* WHAT THE TASK REQUIRES:
Could you print exactly the lines of the listing below, starting at the line that has "Sets up structured" and ending at the line that has "use tracing_subscriber::prelude::*;", and only those lines?

* DATA FOR ANALYSIS:
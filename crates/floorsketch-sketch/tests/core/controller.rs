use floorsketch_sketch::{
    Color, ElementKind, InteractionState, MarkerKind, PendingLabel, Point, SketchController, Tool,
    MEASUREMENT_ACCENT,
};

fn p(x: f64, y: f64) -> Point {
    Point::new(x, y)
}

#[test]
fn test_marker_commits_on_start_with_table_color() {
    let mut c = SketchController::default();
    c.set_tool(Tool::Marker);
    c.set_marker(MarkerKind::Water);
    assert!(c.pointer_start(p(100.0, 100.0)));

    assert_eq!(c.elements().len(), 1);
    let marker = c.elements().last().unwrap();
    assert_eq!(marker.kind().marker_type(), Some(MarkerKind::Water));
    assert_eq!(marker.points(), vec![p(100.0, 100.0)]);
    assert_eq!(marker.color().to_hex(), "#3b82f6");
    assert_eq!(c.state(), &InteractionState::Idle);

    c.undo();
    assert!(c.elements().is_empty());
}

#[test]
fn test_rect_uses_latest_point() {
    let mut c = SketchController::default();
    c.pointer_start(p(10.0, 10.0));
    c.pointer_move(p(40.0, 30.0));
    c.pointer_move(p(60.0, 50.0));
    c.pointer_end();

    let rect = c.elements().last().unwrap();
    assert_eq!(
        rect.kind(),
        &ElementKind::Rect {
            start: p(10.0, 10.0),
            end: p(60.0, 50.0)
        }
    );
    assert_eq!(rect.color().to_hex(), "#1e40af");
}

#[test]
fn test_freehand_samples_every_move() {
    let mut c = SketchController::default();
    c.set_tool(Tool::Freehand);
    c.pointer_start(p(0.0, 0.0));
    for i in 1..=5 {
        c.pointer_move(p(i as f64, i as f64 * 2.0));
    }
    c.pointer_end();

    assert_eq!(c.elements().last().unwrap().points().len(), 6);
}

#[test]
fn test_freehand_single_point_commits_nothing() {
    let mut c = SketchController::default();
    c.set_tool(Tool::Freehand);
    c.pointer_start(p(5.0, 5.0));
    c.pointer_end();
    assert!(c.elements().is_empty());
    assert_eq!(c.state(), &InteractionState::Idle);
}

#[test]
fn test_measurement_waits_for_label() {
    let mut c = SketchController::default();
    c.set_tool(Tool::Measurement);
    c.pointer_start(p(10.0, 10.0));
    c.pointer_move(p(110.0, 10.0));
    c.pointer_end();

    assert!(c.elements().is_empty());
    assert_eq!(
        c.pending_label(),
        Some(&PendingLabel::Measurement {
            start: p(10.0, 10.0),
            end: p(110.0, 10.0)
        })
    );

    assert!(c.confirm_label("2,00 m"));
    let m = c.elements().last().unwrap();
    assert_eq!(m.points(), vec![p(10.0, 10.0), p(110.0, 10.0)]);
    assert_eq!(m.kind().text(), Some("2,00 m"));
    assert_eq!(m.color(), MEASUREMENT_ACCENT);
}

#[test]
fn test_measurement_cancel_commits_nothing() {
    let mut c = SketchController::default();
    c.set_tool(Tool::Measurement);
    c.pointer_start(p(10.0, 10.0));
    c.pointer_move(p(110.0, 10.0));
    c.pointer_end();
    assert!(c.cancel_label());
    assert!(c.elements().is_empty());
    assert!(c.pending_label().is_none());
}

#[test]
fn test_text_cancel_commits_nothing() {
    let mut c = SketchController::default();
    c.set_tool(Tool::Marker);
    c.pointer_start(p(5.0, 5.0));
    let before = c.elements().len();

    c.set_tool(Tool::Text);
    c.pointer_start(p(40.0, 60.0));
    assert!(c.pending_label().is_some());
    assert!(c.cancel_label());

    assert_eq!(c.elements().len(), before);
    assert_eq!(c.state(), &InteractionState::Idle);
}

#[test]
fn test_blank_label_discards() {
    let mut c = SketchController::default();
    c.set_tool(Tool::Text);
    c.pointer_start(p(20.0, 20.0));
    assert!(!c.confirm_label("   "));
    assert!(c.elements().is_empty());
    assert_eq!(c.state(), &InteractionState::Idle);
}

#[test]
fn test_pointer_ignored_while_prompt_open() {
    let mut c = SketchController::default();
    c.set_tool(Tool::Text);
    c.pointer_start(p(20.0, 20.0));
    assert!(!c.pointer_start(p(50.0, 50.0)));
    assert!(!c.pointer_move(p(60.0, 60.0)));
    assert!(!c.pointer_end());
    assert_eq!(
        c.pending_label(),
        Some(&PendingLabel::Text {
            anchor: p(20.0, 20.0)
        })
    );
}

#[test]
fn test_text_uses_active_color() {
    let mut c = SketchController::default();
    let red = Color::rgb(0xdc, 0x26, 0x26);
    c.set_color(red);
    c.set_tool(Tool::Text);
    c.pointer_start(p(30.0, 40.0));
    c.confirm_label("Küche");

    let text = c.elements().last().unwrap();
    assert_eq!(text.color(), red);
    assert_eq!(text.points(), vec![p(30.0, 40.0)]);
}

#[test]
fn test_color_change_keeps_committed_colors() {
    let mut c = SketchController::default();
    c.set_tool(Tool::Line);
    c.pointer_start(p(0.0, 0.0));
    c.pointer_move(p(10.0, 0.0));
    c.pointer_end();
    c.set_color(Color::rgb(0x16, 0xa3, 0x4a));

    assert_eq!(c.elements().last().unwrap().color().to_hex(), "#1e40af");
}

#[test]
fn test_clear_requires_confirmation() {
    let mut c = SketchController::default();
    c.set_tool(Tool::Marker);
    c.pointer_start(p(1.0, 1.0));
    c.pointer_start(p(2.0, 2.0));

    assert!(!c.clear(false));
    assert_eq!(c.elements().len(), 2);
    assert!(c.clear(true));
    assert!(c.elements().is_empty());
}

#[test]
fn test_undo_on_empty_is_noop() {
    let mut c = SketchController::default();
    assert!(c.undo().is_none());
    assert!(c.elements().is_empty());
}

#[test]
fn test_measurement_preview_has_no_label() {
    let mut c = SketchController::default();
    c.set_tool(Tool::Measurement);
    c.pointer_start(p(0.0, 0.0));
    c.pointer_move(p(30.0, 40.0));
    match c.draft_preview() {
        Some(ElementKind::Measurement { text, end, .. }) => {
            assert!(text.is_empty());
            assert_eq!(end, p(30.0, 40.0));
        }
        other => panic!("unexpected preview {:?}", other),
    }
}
...
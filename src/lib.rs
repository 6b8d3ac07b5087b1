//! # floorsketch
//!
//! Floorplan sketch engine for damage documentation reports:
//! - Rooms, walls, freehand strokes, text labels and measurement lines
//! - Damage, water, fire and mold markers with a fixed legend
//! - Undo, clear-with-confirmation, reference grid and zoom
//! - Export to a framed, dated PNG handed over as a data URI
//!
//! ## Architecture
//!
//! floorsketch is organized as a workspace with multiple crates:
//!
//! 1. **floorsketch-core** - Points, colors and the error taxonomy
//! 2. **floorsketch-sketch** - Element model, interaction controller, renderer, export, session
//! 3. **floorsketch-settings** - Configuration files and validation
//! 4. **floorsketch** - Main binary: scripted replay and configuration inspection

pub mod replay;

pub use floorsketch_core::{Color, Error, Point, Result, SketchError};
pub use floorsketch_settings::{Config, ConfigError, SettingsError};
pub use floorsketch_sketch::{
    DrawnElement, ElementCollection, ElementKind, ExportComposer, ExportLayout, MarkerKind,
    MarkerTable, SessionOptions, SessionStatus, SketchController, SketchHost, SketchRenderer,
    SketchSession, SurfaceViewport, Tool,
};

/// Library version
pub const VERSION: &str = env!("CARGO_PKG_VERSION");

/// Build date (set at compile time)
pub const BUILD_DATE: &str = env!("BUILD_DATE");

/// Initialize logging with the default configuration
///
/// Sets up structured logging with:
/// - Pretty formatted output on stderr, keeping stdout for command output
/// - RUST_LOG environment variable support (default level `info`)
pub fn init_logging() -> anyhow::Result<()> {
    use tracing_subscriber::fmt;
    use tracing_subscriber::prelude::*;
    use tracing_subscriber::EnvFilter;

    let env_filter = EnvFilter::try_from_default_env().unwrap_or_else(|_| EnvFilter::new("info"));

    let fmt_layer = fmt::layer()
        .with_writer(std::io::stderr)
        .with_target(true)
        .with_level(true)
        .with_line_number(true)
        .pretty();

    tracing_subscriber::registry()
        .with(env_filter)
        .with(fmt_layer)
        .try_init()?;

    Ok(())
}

* TASK RESPONSE:
/// Sets up structured logging with:
/// - Pretty formatted output on stderr, keeping stdout for command output
/// - RUST_LOG environment variable support (default level `info`)
pub fn init_logging() -> anyhow::Result<()> {
    use tracing_subscriber::fmt;
    use tracing_subscriber::prelude::*;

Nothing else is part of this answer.